Turning Photos into Flavors — Multimodal Input with Gemini and Flutter’s AI Dart SDK

9 min readApr 3, 2024

In my last article in the “WineSnob series”, I described refactoring the WineSnob, my slightly silly AI demo app, to use Flutter’s new AI Dart SDK. I also used the opportunity to switch from the PaLM model to Gemini Pro. However, v2 of the WineSnob still supported text-only input.

Today I am tackling v3, where I add support for multimodal input. Rather than entering the name, vintage, and other wine specifications as text, the user should be able to simply upload a picture of the wine bottle. The model will then identify the wine in the picture and generate tasting notes.
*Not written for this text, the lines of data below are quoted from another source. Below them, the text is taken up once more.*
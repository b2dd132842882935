//! Minimal logger.
//!
//! Prints `[elapsed LEVEL target] message` to stderr. Tracking runs on several
//! threads at once, so the record target (module path) is kept in the prefix
//! to tell the sampling and video pipelines apart. Use `init_with_level` to
//! install it once at startup.

use std::io::Write;
use std::sync::OnceLock;
use std::time::Instant;

use log::{LevelFilter, Log, Metadata, Record};

#[cfg(feature = "tracing")]
use tracing_subscriber::fmt::format::FmtSpan;
#[cfg(feature = "tracing")]
use tracing_subscriber::util::SubscriberInitExt;
#[cfg(feature = "tracing")]
use tracing_subscriber::{fmt, EnvFilter};

struct StderrLogger {
    level: LevelFilter,
    started: Instant,
}

impl Log for StderrLogger {
    fn enabled(&self, metadata: &Metadata) -> bool {
        metadata.level() <= self.level
    }

    fn log(&self, record: &Record) {
        if !self.enabled(record.metadata()) {
            return;
        }

        let elapsed = self.started.elapsed().as_secs_f64();
        let target = record.target().rsplit("::").next().unwrap_or("");
        let mut stderr = std::io::stderr().lock();
        let _ = writeln!(
            stderr,
            "[{:9.4}s {:>5} {}] {}",
            elapsed,
            record.level(),
            target,
            record.args()
        );
    }

    fn flush(&self) {
        let _ = std::io::stderr().flush();
    }
}

static LOGGER: OnceLock<StderrLogger> = OnceLock::new();

/// Install the stderr logger with the provided level filter.
///
/// Calling this more than once is a no-op after the first successful
/// initialization.
pub fn init_with_level(level: LevelFilter) -> Result<(), log::SetLoggerError> {
    if LOGGER.get().is_none() {
        let logger = LOGGER.get_or_init(|| StderrLogger {
            level,
            started: Instant::now(),
        });
        log::set_logger(logger)?;
        log::set_max_level(level);
    }
    Ok(())
}

/// Install a `tracing` subscriber filtered by `RUST_LOG` (default `info`).
///
/// Span close events are emitted so the instrumented per-sample and
/// per-frame entry points report their latency.
#[cfg(feature = "tracing")]
pub fn init_tracing(json: bool) {
    let filter = EnvFilter::try_from_default_env().unwrap_or_else(|_| EnvFilter::new("info"));
    if json {
        let _ = fmt()
            .with_env_filter(filter)
            .with_span_events(FmtSpan::CLOSE)
            .with_thread_names(true)
            .json()
            .flatten_event(true)
            .finish()
            .try_init();
    } else {
        let _ = fmt()
            .with_env_filter(filter)
            .with_span_events(FmtSpan::CLOSE)
            .with_thread_names(true)
            .with_timer(fmt::time::Uptime::default())
            .finish()
            .try_init();
    }
}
My primary goal with this project is to demonstrate the steps needed to integrate multimodal interactions into a Flutter app using the AI Dart SDK. But of course, I am also curious if extracting wine details from a picture rather than from text input affects the quality of my results. V3 of the WineSnop therefore continues to support text-only interactions in parallel with multimodal prompts to allow for a casual quality evaluation of generated tasting notes.

Previously in this WineSnob series

WineSnob v1: With Flutter and PaLM API to Instant Wine Expertise 🍷
WineSnob v2: From PaLM to Gemini with Flutter’s new AI Dart SDK
WineSnob v3: Turning Photos into Flavors — Multimodal Input with Gemini and Flutter’s AI Dart SDK

The changes covered in this post build on v2 of the WineSnob. V2 allowed the user to manually enter a wine description. The user input was dropped into a longer string that added some context to the query and the completed prompt was sent to the Gemini Pro model using the AI Dart SDK. Once the generated response was returned, it was displayed on the page and the user was offered the opportunity to comment and save the interaction.

Add Multi-Modal Interactions (“Multi Oracle”) to the WineSnob Flutter App

V3 challenge : With this rewrite the user should receive a choice between text-only and multimodal input.

Step 1: Clean up prompt management for text-only flow

My initial goal with the WineSnob had been to evaluate different prompt strategies (structured vs. freeform, one-shot vs. few-shots, …) and to get user feedback on the results. Therefore I initially laid out the project to pull preconfigured prompts out of Firestore and to let the user switch between them. Each prepared tmplate contained a placeholder into which the user input was dropped to make up the final prompt.

As the focus shifted over time, keeping prepared prompt templates in Firestore was adding unnecessary complexity and had to go.

In this rewrite I am redesigning the page to be more clear about the interaction between user input (“Joostenberg Bakermat 2020”) and prompt template (“Write tasting notes for <Joostenberg Bakermat 2020>. The tasting notes should be in the style of a wine critic…”). The app now offers a default template but allows the user to overwrite my suggestion. At query time the input is then dropped into the template string (called scaffold in some places) to form the final prompt.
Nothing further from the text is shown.